[Opening Record extracts section]
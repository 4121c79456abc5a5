//! Serialization module for converting OpenAPI documents to YAML or JSON
//! format and writing generated artifacts to disk.
//!
//! Serialization happens entirely in memory before any file is touched, so
//! a failed pass leaves previously generated artifacts untouched.

use crate::error::{Error, Result};
use crate::openapi_builder::OpenApiDocument;
use log::debug;
use std::fs;
use std::path::Path;

/// Serializes an OpenAPI document to YAML format.
///
/// # Errors
///
/// Returns [`Error::Serialize`] if serialization fails.
pub fn serialize_yaml(doc: &OpenApiDocument) -> Result<String> {
    debug!("Serializing OpenAPI document to YAML");
    Ok(serde_yaml::to_string(doc)?)
}

/// Serializes an OpenAPI document to JSON format with pretty printing.
///
/// # Errors
///
/// Returns [`Error::Serialize`] if serialization fails.
pub fn serialize_json(doc: &OpenApiDocument) -> Result<String> {
    debug!("Serializing OpenAPI document to JSON");
    Ok(serde_json::to_string_pretty(doc)?)
}

/// Writes string content to a file, creating parent directories as needed
/// and overwriting any existing file.
///
/// # Errors
///
/// Returns [`Error::Write`] if the directories or the file cannot be
/// created or written.
pub fn write_to_file(content: &str, path: &Path) -> Result<()> {
    debug!("Writing content to file: {}", path.display());

    if let Some(parent) = path.parent() {
        fs::create_dir_all(parent).map_err(|e| Error::Write {
            file: path.to_path_buf(),
            source: e,
        })?;
    }

    fs::write(path, content).map_err(|e| Error::Write {
        file: path.to_path_buf(),
        source: e,
    })?;

    debug!(
        "Successfully wrote {} bytes to {}",
        content.len(),
        path.display()
    );
    Ok(())
}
[Closing Record extracts section]
» **Exercise prompt**: Copy every line of the records above that contains "directories".

» **Task answer**:
/// Writes string content to a file, creating parent directories as needed
/// Returns [`Error::Write`] if the directories or the file cannot be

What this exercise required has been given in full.